> Work task
Word for word, repeat each record that follows.

> Material shown
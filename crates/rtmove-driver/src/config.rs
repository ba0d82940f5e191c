//! 控制器配置
//!
//! 可以在代码中构造，也可以从 TOML 文件加载：
//!
//! ```toml
//! robot_id = "arm-0"
//! endpoint = "ws://192.168.1.10:9000"
//! queue_capacity = 1        # 可选，默认 1
//! shutdown_timeout_ms = 1000 # 可选，默认 1000
//! ```

use crate::error::DriverError;
use serde::{Deserialize, Serialize};
use std::path::Path;
use std::time::Duration;

/// 默认队列容量（单槽位，最新命令覆盖上一条）
pub const DEFAULT_QUEUE_CAPACITY: usize = 1;

/// 默认关闭等待时间（毫秒）
pub const DEFAULT_SHUTDOWN_TIMEOUT_MS: u64 = 1000;

fn default_queue_capacity() -> usize {
    DEFAULT_QUEUE_CAPACITY
}

fn default_shutdown_timeout_ms() -> u64 {
    DEFAULT_SHUTDOWN_TIMEOUT_MS
}

/// 控制器配置
#[derive(Debug, Clone, PartialEq, Eq, Serialize, Deserialize)]
pub struct ControllerConfig {
    /// 目标机器人 ID（作为每次请求的 target_id）
    pub robot_id: String,

    /// 传输层地址
    pub endpoint: String,

    /// 队列容量（必须 >= 1）
    #[serde(default = "default_queue_capacity")]
    pub queue_capacity: usize,

    /// `close()` 等待投递线程退出的最长时间（毫秒）
    #[serde(default = "default_shutdown_timeout_ms")]
    pub shutdown_timeout_ms: u64,
}

impl ControllerConfig {
    pub fn new(robot_id: impl Into<String>, endpoint: impl Into<String>) -> Self {
        Self {
            robot_id: robot_id.into(),
            endpoint: endpoint.into(),
            queue_capacity: DEFAULT_QUEUE_CAPACITY,
            shutdown_timeout_ms: DEFAULT_SHUTDOWN_TIMEOUT_MS,
        }
    }

    /// 从 TOML 字符串解析（并校验）
    pub fn from_toml_str(source: &str) -> Result<Self, DriverError> {
        let config: Self = toml::from_str(source)?;
        config.validate()?;
        Ok(config)
    }

    /// 从 TOML 文件加载（并校验）
    pub fn load(path: impl AsRef<Path>) -> Result<Self, DriverError> {
        let path = path.as_ref();
        let source = std::fs::read_to_string(path).map_err(|source| DriverError::ConfigIo {
            path: path.to_path_buf(),
            source,
        })?;
        Self::from_toml_str(&source)
    }

    /// 校验配置
    pub fn validate(&self) -> Result<(), DriverError> {
        if self.robot_id.trim().is_empty() {
            return Err(DriverError::InvalidConfig("robot_id must not be empty".into()));
        }
        if self.endpoint.trim().is_empty() {
            return Err(DriverError::InvalidConfig("endpoint must not be empty".into()));
        }
        if self.queue_capacity == 0 {
            return Err(DriverError::InvalidConfig(
                "queue_capacity must be at least 1".into(),
            ));
        }
        Ok(())
    }

    pub fn shutdown_timeout(&self) -> Duration {
        Duration::from_millis(self.shutdown_timeout_ms)
    }
}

> Result of the exercise
filename crates/rtmove-driver/src/config.rs
repository ba0d82940f5e191c
//! 控制器配置
//!
//! 可以在代码中构造，也可以从 TOML 文件加载：
//!
//! ```toml
//! robot_id = "arm-0"
//! endpoint = "ws://192.168.1.10:9000"
//! queue_capacity = 1        # 可选，默认 1
//! shutdown_timeout_ms = 1000 # 可选，默认 1000
//! ```

use crate::error::DriverError;
use serde::{Deserialize, Serialize};
use std::path::Path;
use std::time::Duration;

/// 默认队列容量（单槽位，最新命令覆盖上一条）
pub const DEFAULT_QUEUE_CAPACITY: usize = 1;

/// 默认关闭等待时间（毫秒）
pub const DEFAULT_SHUTDOWN_TIMEOUT_MS: u64 = 1000;

fn default_queue_capacity() -> usize {
    DEFAULT_QUEUE_CAPACITY
}

fn default_shutdown_timeout_ms() -> u64 {
    DEFAULT_SHUTDOWN_TIMEOUT_MS
}

/// 控制器配置
#[derive(Debug, Clone, PartialEq, Eq, Serialize, Deserialize)]
pub struct ControllerConfig {
    /// 目标机器人 ID（作为每次请求的 target_id）
    pub robot_id: String,

    /// 传输层地址
    pub endpoint: String,

    /// 队列容量（必须 >= 1）
    #[serde(default = "default_queue_capacity")]
    pub queue_capacity: usize,

    /// `close()` 等待投递线程退出的最长时间（毫秒）
    #[serde(default = "default_shutdown_timeout_ms")]
    pub shutdown_timeout_ms: u64,
}

impl ControllerConfig {
    pub fn new(robot_id: impl Into<String>, endpoint: impl Into<String>) -> Self {
        Self {
            robot_id: robot_id.into(),
            endpoint: endpoint.into(),
            queue_capacity: DEFAULT_QUEUE_CAPACITY,
            shutdown_timeout_ms: DEFAULT_SHUTDOWN_TIMEOUT_MS,
        }
    }

    /// 从 TOML 字符串解析（并校验）
    pub fn from_toml_str(source: &str) -> Result<Self, DriverError> {
        let config: Self = toml::from_str(source)?;
        config.validate()?;
        Ok(config)
    }

    /// 从 TOML 文件加载（并校验）
    pub fn load(path: impl AsRef<Path>) -> Result<Self, DriverError> {
        let path = path.as_ref();
        let source = std::fs::read_to_string(path).map_err(|source| DriverError::ConfigIo {
            path: path.to_path_buf(),
            source,
        })?;
        Self::from_toml_str(&source)
    }

    /// 校验配置
    pub fn validate(&self) -> Result<(), DriverError> {
        if self.robot_id.trim().is_empty() {
            return Err(DriverError::InvalidConfig("robot_id must not be empty".into()));
        }
        if self.endpoint.trim().is_empty() {
            return Err(DriverError::InvalidConfig("endpoint must not be empty".into()));
        }
        if self.queue_capacity == 0 {
            return Err(DriverError::InvalidConfig(
                "queue_capacity must be at least 1".into(),
            ));
        }
        Ok(())
    }

    pub fn shutdown_timeout(&self) -> Duration {
        Duration::from_millis(self.shutdown_timeout_ms)
    }
}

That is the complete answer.